On August 30, 2020, Graceland announced on their schedule that the competition would be held on November 9 on their premises in Memphis, Tennessee. The MUO later confirmed that the competition would be hosted at Graceland the following day. This was the first time since Miss USA 1983 that the state of Tennessee would be hosting the pageant.

===Hosts and performer===
On October 22, it was announced that the competition would be hosted by Akbar Gbaja-Biamila and Allie LaForce, while Cheslie Kryst and Christian Murphy would serve as backstage correspondents. Gbaja-Biamila is a commentator on American Ninja Warrior and former professional football player, while LaForce formerly was crowned Miss Teen USA 2005, and has worked as a sports reporter for Fox and Turner Sports.

On the same day, American Idol alum Haley Reinhart was announced as the musical guest. (Note: Although Haley Reinhart chose not to travel to Memphis for the final competition, but was pre-recorded from her home and sang Elvis Presley song "Can't Help Falling in Love" during the evening gown segment.)

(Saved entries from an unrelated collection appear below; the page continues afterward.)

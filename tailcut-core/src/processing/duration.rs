//! Duration probing.
//!
//! Duration is derived from the frame count and frame rate of the first video
//! stream, the same way a frame-oriented decode library reports it. A missing
//! or zero frame rate yields `0.0`, which callers must read as "unknown"
//! rather than as an empty video.

use crate::error::CoreResult;
use crate::external::FfprobeExecutor;

use serde::Serialize;
use std::path::{Path, PathBuf};

/// Timing of one video file, as read by a single probe session.
#[derive(Debug, Clone, PartialEq, Serialize)]
pub struct VideoHandle {
    pub path: PathBuf,
    /// Frames per second; `0.0` when unknown
    pub frame_rate: f64,
    pub frame_count: u64,
}

impl VideoHandle {
    #[must_use]
    pub fn new(path: PathBuf, frame_rate: f64, frame_count: u64) -> Self {
        Self {
            path,
            frame_rate,
            frame_count,
        }
    }

    /// `frame_count / frame_rate`, or `0.0` when the frame rate is unusable.
    #[must_use]
    pub fn duration_secs(&self) -> f64 {
        duration_from_counts(self.frame_count, self.frame_rate)
    }

    /// Timestamp of a frame index.
    #[must_use]
    pub fn frame_timestamp(&self, index: u64) -> f64 {
        if self.has_known_rate() {
            index as f64 / self.frame_rate
        } else {
            0.0
        }
    }

    #[must_use]
    pub fn has_known_rate(&self) -> bool {
        self.frame_rate.is_finite() && self.frame_rate > 0.0
    }
}

/// Duration in seconds for `frame_count` frames at `frame_rate` fps.
#[must_use]
pub fn duration_from_counts(frame_count: u64, frame_rate: f64) -> f64 {
    if frame_rate.is_finite() && frame_rate > 0.0 {
        frame_count as f64 / frame_rate
    } else {
        0.0
    }
}

/// Parses an ffprobe rational such as `30000/1001` or a plain number such as `25`.
///
/// Returns `None` for malformed input and for a zero denominator.
#[must_use]
pub fn parse_frame_rate(rate: &str) -> Option<f64> {
    let rate = rate.trim();
    match rate.split_once('/') {
        Some((num, den)) => {
            let num = num.trim().parse::<f64>().ok()?;
            let den = den.trim().parse::<f64>().ok()?;
            if den == 0.0 { None } else { Some(num / den) }
        }
        None => rate.parse::<f64>().ok(),
    }
}

/// Returns the duration of `input_path` in seconds (`0.0` if unknown).
pub fn probe_duration<P: FfprobeExecutor>(probe: &P, input_path: &Path) -> CoreResult<f64> {
    let handle = probe.probe_video(input_path)?;
    let duration = handle.duration_secs();
    if duration == 0.0 {
        log::warn!(
            "Frame rate unavailable for {}, duration unknown",
            input_path.display()
        );
    }
    Ok(duration)
}
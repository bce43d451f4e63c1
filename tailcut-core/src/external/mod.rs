// ============================================================================
// tailcut-core/src/external/mod.rs
// ============================================================================
//
// EXTERNAL TOOLS: Interactions with ffmpeg and ffprobe
//
// This module encapsulates every interaction with the external command-line
// tools. Detectors and the trimmer depend on the FfmpegSpawner and
// FfprobeExecutor traits rather than on the binaries, so tests can inject
// replayed events and canned probe results.
//
// KEY COMPONENTS:
// - Traits for external tool interactions (FfmpegSpawner, FfprobeExecutor)
// - Concrete implementations using ffmpeg-sidecar and ffprobe crates
// - Dependency checking functions

// ---- Internal crate imports ----
use crate::error::{CoreError, CoreResult};

// ---- Standard library imports ----
use std::io;
use std::process::{Command, Stdio};

// ============================================================================
// SUBMODULES
// ============================================================================

/// Builder for ffmpeg command lines shared by detectors and the trimmer
pub mod ffmpeg_builder;

/// Contains traits and implementations for executing ffmpeg commands
pub mod ffmpeg_executor;

/// Contains traits and implementations for executing ffprobe commands
pub mod ffprobe_executor;

// ============================================================================
// RE-EXPORTS
// ============================================================================

pub use ffmpeg_builder::FfmpegCommandBuilder;
pub use ffmpeg_executor::{
    FfmpegProcess, FfmpegSpawner, SidecarProcess, SidecarSpawner, run_to_completion,
};
pub use ffprobe_executor::{CrateFfprobeExecutor, FfprobeExecutor};

// ============================================================================
// DEPENDENCY CHECKING
// ============================================================================

/// Checks if a required external command is available and executable.
///
/// Runs `<cmd_name> -version` with output discarded.
///
/// # Returns
///
/// * `Ok(())` - If the command could be started
/// * `Err(CoreError::DependencyNotFound)` - If the command is not on PATH
/// * `Err(CoreError::CommandStart)` - If the command exists but fails to start
pub fn check_dependency(cmd_name: &str) -> CoreResult<()> {
    let result = Command::new(cmd_name)
        .arg("-version")
        .stdout(Stdio::null())
        .stderr(Stdio::null())
        .status();

    match result {
        Ok(_) => {
            log::debug!("Found dependency: {}", cmd_name);
            Ok(())
        }
        Err(e) if e.kind() == io::ErrorKind::NotFound => {
            log::warn!("Dependency '{}' not found.", cmd_name);
            Err(CoreError::DependencyNotFound(cmd_name.to_string()))
        }
        Err(e) => {
            log::error!("Failed to start dependency check command '{}': {}", cmd_name, e);
            Err(CoreError::CommandStart(cmd_name.to_string(), e))
        }
    }
}

/// Checks for both ffmpeg and ffprobe.
pub fn check_required_tools() -> CoreResult<()> {
    check_dependency("ffmpeg")?;
    check_dependency("ffprobe")?;
    Ok(())
}
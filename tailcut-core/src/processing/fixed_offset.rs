//! Fixed-offset trimming: remove a constant number of seconds from the end.

use crate::error::CoreResult;
use crate::external::FfmpegSpawner;
use crate::processing::trim::trim_to;

use serde::Serialize;
use std::path::Path;

/// Outcome of deciding where to cut a file.
#[derive(Debug, Clone, Copy, PartialEq, Serialize)]
#[serde(rename_all = "snake_case", tag = "decision", content = "at")]
pub enum CutDecision {
    /// Keep `[0, t)`.
    Cut(f64),
    /// Leave the file alone.
    Skip,
}

impl CutDecision {
    #[must_use]
    pub fn cut_point(self) -> Option<f64> {
        match self {
            CutDecision::Cut(t) => Some(t),
            CutDecision::Skip => None,
        }
    }
}

/// `Cut(duration - seconds)` when the video is longer than `seconds`, `Skip` otherwise.
///
/// An unknown duration (`0.0`) always skips.
#[must_use]
pub fn fixed_offset_cut(duration: f64, seconds: f64) -> CutDecision {
    if duration > seconds {
        CutDecision::Cut(duration - seconds)
    } else {
        CutDecision::Skip
    }
}

/// Writes `input_path` minus its last `seconds` to `output_path`, unless the
/// already probed `duration` is too short.
///
/// Nothing is written on `Skip`.
pub fn trim_fixed_offset<S: FfmpegSpawner>(
    spawner: &S,
    input_path: &Path,
    output_path: &Path,
    duration: f64,
    seconds: f64,
) -> CoreResult<CutDecision> {
    let decision = fixed_offset_cut(duration, seconds);

    match decision {
        CutDecision::Cut(cut) => {
            trim_to(spawner, input_path, output_path, cut)?;
            log::debug!(
                "Removed {:.2}s from end of {} (duration {:.2}s)",
                seconds,
                input_path.display(),
                duration
            );
        }
        CutDecision::Skip => {
            log::warn!(
                "{} is {:.2}s long, not longer than {:.2}s; skipping",
                input_path.display(),
                duration,
                seconds
            );
        }
    }

    Ok(decision)
}
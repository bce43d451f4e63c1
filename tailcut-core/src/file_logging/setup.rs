use anyhow::Result;
use log::{LevelFilter, Record};
use log4rs::{
    append::{console::ConsoleAppender, file::FileAppender},
    config::{Appender, Config, Root},
    encode::{self, Encode, pattern::PatternEncoder, writer::simple::SimpleWriter},
};
use std::io::Write;
use std::path::Path;

/// Pattern for the run log: timestamp and level before every message.
pub const FILE_LOG_PATTERN: &str = "{d(%Y-%m-%d %H:%M:%S)} [{l}] {m}{n}";

/// Pattern for the console: the message only, styling comes from `terminal`.
pub const CONSOLE_LOG_PATTERN: &str = "{m}{n}";

/// Pattern encoder whose output has ANSI escape sequences removed.
///
/// Terminal helpers style their messages before logging them, so the run
/// log needs the styling taken back out.
#[derive(Debug)]
pub struct PlainTextEncoder {
    inner: PatternEncoder,
}

impl PlainTextEncoder {
    pub fn new(pattern: &str) -> Self {
        Self {
            inner: PatternEncoder::new(pattern),
        }
    }
}

impl Encode for PlainTextEncoder {
    fn encode(&self, w: &mut dyn encode::Write, record: &Record) -> Result<()> {
        let mut styled = SimpleWriter(Vec::new());
        self.inner.encode(&mut styled, record)?;
        w.write_all(&strip_ansi_escapes::strip(&styled.0))?;
        Ok(())
    }
}

/// File appender for the run log, creating its directory if needed.
pub fn run_log_appender(log_file: &Path) -> Result<FileAppender> {
    if let Some(parent) = log_file.parent() {
        std::fs::create_dir_all(parent)?;
    }
    Ok(FileAppender::builder()
        .encoder(Box::new(PlainTextEncoder::new(FILE_LOG_PATTERN)))
        .build(log_file)?)
}

/// Builds the log4rs configuration without installing it.
pub fn build_logging_config(log_file: Option<&Path>, log_level: LevelFilter) -> Result<Config> {
    let console = ConsoleAppender::builder()
        .encoder(Box::new(PatternEncoder::new(CONSOLE_LOG_PATTERN)))
        .build();

    let mut builder =
        Config::builder().appender(Appender::builder().build("console", Box::new(console)));
    let mut root = Root::builder().appender("console");

    if let Some(log_file) = log_file {
        let file_appender = run_log_appender(log_file)?;
        builder = builder.appender(Appender::builder().build("file", Box::new(file_appender)));
        root = root.appender("file");
    }

    Ok(builder.build(root.build(log_level))?)
}

/// Installs console logging and, when `log_file` is given, a file log.
///
/// Can only succeed once per process.
pub fn setup_logging(log_file: Option<&Path>, log_level: LevelFilter) -> Result<()> {
    let config = build_logging_config(log_file, log_level)?;
    log4rs::init_config(config)?;
    Ok(())
}
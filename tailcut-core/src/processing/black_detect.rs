// ============================================================================
// tailcut-core/src/processing/black_detect.rs
// ============================================================================
//
// BLACKDETECT BOUNDARY: Cut point from ffmpeg blackdetect diagnostics
//
// Runs ffmpeg over the whole file with the `blackdetect` filter, collects
// every reported black region in emission order, and picks the start of the
// region `region_from_end` positions from the last one.
//
// Example diagnostic line:
//   [blackdetect @ 0x55d5c] black_start:95.2 black_end:96.04 black_duration:0.84
//
// A line that mentions `black_start` without a readable number is a parse
// error rather than something to skip silently.

use crate::config::BlackDetectParams;
use crate::error::{CoreError, CoreResult, command_failed_error};
use crate::external::{FfmpegCommandBuilder, FfmpegSpawner, run_to_completion};

use ffmpeg_sidecar::command::FfmpegCommand;
use ffmpeg_sidecar::event::FfmpegEvent;
use regex::Regex;
use serde::Serialize;
use std::path::Path;

const BLACK_START_MARKER: &str = "black_start";

/// One black run reported by blackdetect.
#[derive(Debug, Clone, Copy, PartialEq, Serialize)]
pub struct BlackRegion {
    pub start: f64,
    pub end: Option<f64>,
    pub duration: Option<f64>,
}

/// All black regions of one file, in the order ffmpeg reported them.
///
/// Duplicates are kept; selection counts positions, not distinct times.
#[derive(Debug, Clone, Default, PartialEq, Serialize)]
pub struct BlackRegionReport {
    pub regions: Vec<BlackRegion>,
}

impl BlackRegionReport {
    #[must_use]
    pub fn from_starts(starts: &[f64]) -> Self {
        Self {
            regions: starts
                .iter()
                .map(|&start| BlackRegion {
                    start,
                    end: None,
                    duration: None,
                })
                .collect(),
        }
    }

    #[must_use]
    pub fn len(&self) -> usize {
        self.regions.len()
    }

    #[must_use]
    pub fn is_empty(&self) -> bool {
        self.regions.is_empty()
    }

    #[must_use]
    pub fn starts(&self) -> Vec<f64> {
        self.regions.iter().map(|r| r.start).collect()
    }

    /// Start of the region at index `len - position_from_end`.
    ///
    /// `position_from_end` of 1 is the last region. Fewer regions than
    /// requested yields `InsufficientDetections`.
    pub fn select_from_end(&self, position_from_end: usize) -> CoreResult<f64> {
        if position_from_end == 0 || self.regions.len() < position_from_end {
            return Err(CoreError::InsufficientDetections {
                found: self.regions.len(),
                required: position_from_end.max(1),
            });
        }
        Ok(self.regions[self.regions.len() - position_from_end].start)
    }
}

/// Compiled patterns for blackdetect lines.
pub struct BlackDetectParser {
    start_re: Regex,
    end_re: Regex,
    duration_re: Regex,
}

impl BlackDetectParser {
    pub fn new() -> CoreResult<Self> {
        let compile = |pattern: &str| {
            Regex::new(pattern).map_err(|e| {
                CoreError::OperationFailed(format!("Invalid blackdetect pattern '{pattern}': {e}"))
            })
        };
        Ok(Self {
            start_re: compile(r"black_start:\s*([-+]?[0-9]*\.?[0-9]+(?:[eE][-+]?[0-9]+)?)")?,
            end_re: compile(r"black_end:\s*([-+]?[0-9]*\.?[0-9]+(?:[eE][-+]?[0-9]+)?)")?,
            duration_re: compile(r"black_duration:\s*([-+]?[0-9]*\.?[0-9]+(?:[eE][-+]?[0-9]+)?)")?,
        })
    }

    /// Parses one ffmpeg log line.
    ///
    /// Returns `Ok(None)` for lines without the `black_start` marker and
    /// `BlackDetectParse` for marker lines whose start cannot be read.
    pub fn parse_line(&self, line: &str) -> CoreResult<Option<BlackRegion>> {
        if !line.contains(BLACK_START_MARKER) {
            return Ok(None);
        }

        let start = capture_f64(&self.start_re, line)
            .filter(|s| s.is_finite() && *s >= 0.0)
            .ok_or_else(|| CoreError::BlackDetectParse(line.trim().to_string()))?;

        Ok(Some(BlackRegion {
            start,
            end: capture_f64(&self.end_re, line),
            duration: capture_f64(&self.duration_re, line),
        }))
    }

    /// Parses a whole diagnostic transcript, keeping emission order.
    pub fn parse_output(&self, output: &str) -> CoreResult<BlackRegionReport> {
        let mut report = BlackRegionReport::default();
        for line in output.lines() {
            if let Some(region) = self.parse_line(line)? {
                report.regions.push(region);
            }
        }
        Ok(report)
    }
}

fn capture_f64(re: &Regex, line: &str) -> Option<f64> {
    re.captures(line)?.get(1)?.as_str().parse::<f64>().ok()
}

/// `blackdetect=d=<d>:pic_th=<p>:pix_th=<x>`
#[must_use]
pub fn build_blackdetect_filter(params: &BlackDetectParams) -> String {
    format!(
        "blackdetect=d={}:pic_th={}:pix_th={}",
        params.min_duration, params.picture_threshold, params.pixel_threshold
    )
}

fn build_blackdetect_command(input_path: &Path, params: &BlackDetectParams) -> FfmpegCommand {
    let mut cmd = FfmpegCommandBuilder::new()
        .with_hardware_accel(params.use_hw_decode)
        .build();
    cmd.input(input_path.to_string_lossy().into_owned())
        .args(["-vf", &build_blackdetect_filter(params)])
        .args(["-an"])
        .format("null")
        .output("-");
    cmd
}

/// Runs blackdetect over the whole file and returns every reported region.
pub fn collect_black_regions<S: FfmpegSpawner>(
    spawner: &S,
    input_path: &Path,
    params: &BlackDetectParams,
) -> CoreResult<BlackRegionReport> {
    let parser = BlackDetectParser::new()?;
    let cmd = build_blackdetect_command(input_path, params);

    log::debug!(
        "Running blackdetect on {} ({})",
        input_path.display(),
        build_blackdetect_filter(params)
    );

    let mut report = BlackRegionReport::default();
    let mut error_lines = String::new();

    let status = run_to_completion(spawner, cmd, |event| {
        match event {
            FfmpegEvent::Log(_, line) | FfmpegEvent::Error(line) => {
                if let Some(region) = parser.parse_line(&line)? {
                    log::trace!("blackdetect region: {:?}", region);
                    report.regions.push(region);
                } else if line.to_ascii_lowercase().contains("error") {
                    error_lines.push_str(&line);
                    error_lines.push('\n');
                }
            }
            _ => {}
        }
        Ok(())
    })?;

    if !status.success() {
        log::error!(
            "ffmpeg blackdetect failed for {} with status {}",
            input_path.display(),
            status
        );
        return Err(command_failed_error(
            "ffmpeg (blackdetect)",
            status,
            error_lines.trim_end(),
        ));
    }

    log::debug!(
        "blackdetect reported {} region(s) for {}",
        report.len(),
        input_path.display()
    );
    Ok(report)
}

/// Start time of the black region `params.region_from_end` positions from the end.
pub fn detect_black_region_start<S: FfmpegSpawner>(
    spawner: &S,
    input_path: &Path,
    params: &BlackDetectParams,
) -> CoreResult<f64> {
    let report = collect_black_regions(spawner, input_path, params)?;
    let start = report.select_from_end(params.region_from_end)?;
    log::info!(
        "Black region {} from end of {} starts at {:.3}s",
        params.region_from_end,
        input_path.display(),
        start
    );
    Ok(start)
}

===Selection of contestants===
Delegates from 50 states and the District of Columbia were selected in state pageants which began in September 2019 and concluded in February 2020. The first state pageant was Texas, held on September 1, 2019, while the final pageant was Kentucky, held on February 1, 2020. Nine of these delegates were former Miss Teen USA state winners, six of them were former Miss America state winners, one delegate was a former Miss America's Outstanding Teen state winner, and one was former Miss Earth United States winner who competed at Miss Earth 2017.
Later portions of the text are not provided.